28174 - Inference

Course Unit Page

Academic Year 2018/2019

Learning outcomes

By the end of the course the student should know the basic theory of likelihood based statistical inference. In particular the student should be able: - to derive the maximum likelihood estimators and their properties - to derive likelihood-based interval estimates - to test statistical hypotheses according to Neyman and Pearson’s approach - to build statistical tests using the GLR criterion.

Course contents

Introduction to the statistical inference.The Likelihood function. Sufficient statistics.

Estimation theory.

Moments and maximum likelihood estimation method. Point estimation: finite and asymptotic properties of estimators. Interval estimation: the pivotal quantity method and asymptotical confidence intervals.

Hypothesis testing.

Neyman-Pearson theory.
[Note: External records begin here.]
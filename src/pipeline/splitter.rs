use std::ops::Range;

use crate::error::Result;

/// Contiguous 0-based page ranges of at most `cap` pages covering `0..total`
pub fn plan_parts(total: usize, cap: usize) -> Vec<Range<usize>> {
    let cap = cap.max(1);
    (0..total)
        .step_by(cap)
        .map(|start| start..(start + cap).min(total))
        .collect()
}

/// Splits a source document into page-bounded sub-documents
pub trait DocumentSplitter: Send + Sync {
    fn page_count(&self, bytes: &[u8]) -> Result<usize>;

    /// A standalone document holding only `pages` (0-based, half-open)
    fn extract(&self, bytes: &[u8], pages: Range<usize>) -> Result<Vec<u8>>;
}

#[cfg(feature = "pdf-split")]
pub use pdf::PdfSplitter;

#[cfg(feature = "pdf-split")]
mod pdf {
    use lopdf::Document;
    use std::ops::Range;
    use tracing::debug;

    use super::DocumentSplitter;
    use crate::error::{PipelineError, Result};

    /// PDF splitting backed by `lopdf`
    #[derive(Debug, Clone, Copy, Default)]
    pub struct PdfSplitter;

    impl PdfSplitter {
        fn load(bytes: &[u8]) -> Result<Document> {
            Document::load_mem(bytes).map_err(|e| PipelineError::Pdf(format!("failed to load PDF: {}", e)))
        }
    }

    impl DocumentSplitter for PdfSplitter {
        fn page_count(&self, bytes: &[u8]) -> Result<usize> {
            Ok(Self::load(bytes)?.get_pages().len())
        }

        fn extract(&self, bytes: &[u8], pages: Range<usize>) -> Result<Vec<u8>> {
            let mut doc = Self::load(bytes)?;
            let total = doc.get_pages().len();
            if pages.start >= pages.end || pages.end > total {
                return Err(PipelineError::Pdf(format!(
                    "page range {:?} out of bounds for {} pages",
                    pages, total
                )));
            }

            // lopdf numbers pages from 1
            let drop: Vec<u32> = (1..=total as u32)
                .filter(|n| !pages.contains(&(*n as usize - 1)))
                .collect();
            doc.delete_pages(&drop);
            doc.prune_objects();

            let mut out = Vec::new();
            doc.save_to(&mut out)?;
            debug!("Extracted pages {:?} into {} bytes", pages, out.len());
            Ok(out)
        }
    }

    #[cfg(test)]
    mod tests {
        use super::*;
        use lopdf::{dictionary, Object, Stream};

        fn sample_pdf(pages: usize) -> Vec<u8> {
            let mut doc = Document::with_version("1.5");
            let pages_id = doc.new_object_id();
            let mut kids: Vec<Object> = Vec::new();
            for i in 0..pages {
                let content = format!("BT /F1 12 Tf 72 720 Td (page {}) Tj ET", i + 1);
                let content_id = doc.add_object(Stream::new(dictionary! {}, content.into_bytes()));
                let page_id = doc.add_object(dictionary! {
                    "Type" => "Page",
                    "Parent" => pages_id,
                    "Contents" => content_id,
                    "MediaBox" => vec![0.into(), 0.into(), 595.into(), 842.into()],
                });
                kids.push(page_id.into());
            }
            doc.objects.insert(
                pages_id,
                Object::Dictionary(dictionary! {
                    "Type" => "Pages",
                    "Kids" => kids,
                    "Count" => pages as i64,
                }),
            );
            let catalog_id = doc.add_object(dictionary! {
                "Type" => "Catalog",
                "Pages" => pages_id,
            });
            doc.trailer.set("Root", catalog_id);

            let mut bytes = Vec::new();
            doc.save_to(&mut bytes).unwrap();
            bytes
        }

        #[test]
        fn test_page_count() {
            let bytes = sample_pdf(5);
            assert_eq!(PdfSplitter.page_count(&bytes).unwrap(), 5);
        }

        #[test]
        fn test_extract_range() {
            let bytes = sample_pdf(5);
            let part = PdfSplitter.extract(&bytes, 1..3).unwrap();
            assert_eq!(PdfSplitter.page_count(&part).unwrap(), 2);

            let last = PdfSplitter.extract(&bytes, 4..5).unwrap();
            assert_eq!(PdfSplitter.page_count(&last).unwrap(), 1);
        }

        #[test]
        fn test_extract_out_of_bounds() {
            let bytes = sample_pdf(2);
            assert!(PdfSplitter.extract(&bytes, 1..4).is_err());
        }

        #[test]
        fn test_garbage_is_pdf_error() {
            let err = PdfSplitter.page_count(b"not a pdf").unwrap_err();
            assert_eq!(err.kind(), crate::error::ErrorKind::Internal);
        }
    }
}

#[cfg(test)]
mod tests {
    use super::*;

    #[test]
    fn test_plan_parts() {
        assert_eq!(plan_parts(250, 100), vec![0..100, 100..200, 200..250]);
        assert_eq!(plan_parts(100, 100), vec![0..100]);
        assert_eq!(plan_parts(0, 100), Vec::<Range<usize>>::new());
    }
}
Null hypothesis and alternative hypothesis; Type I and Type II errors; power of a test. Rejection Region. Simple hypothesis and composite hypothesis. Simple null and alternative hypothesis: Neyman-Pearson's lemma. Generalized Likelihood Ratio Test.

Readings/Bibliography

Larsen R.J. and Marx M.L. "An introduction to mathematical statistics and its applications", Prentice Hall, 2012.

Azzalini A. "Statistical infernece based on the likelihood", Chapman & Hall/CRC, 2002.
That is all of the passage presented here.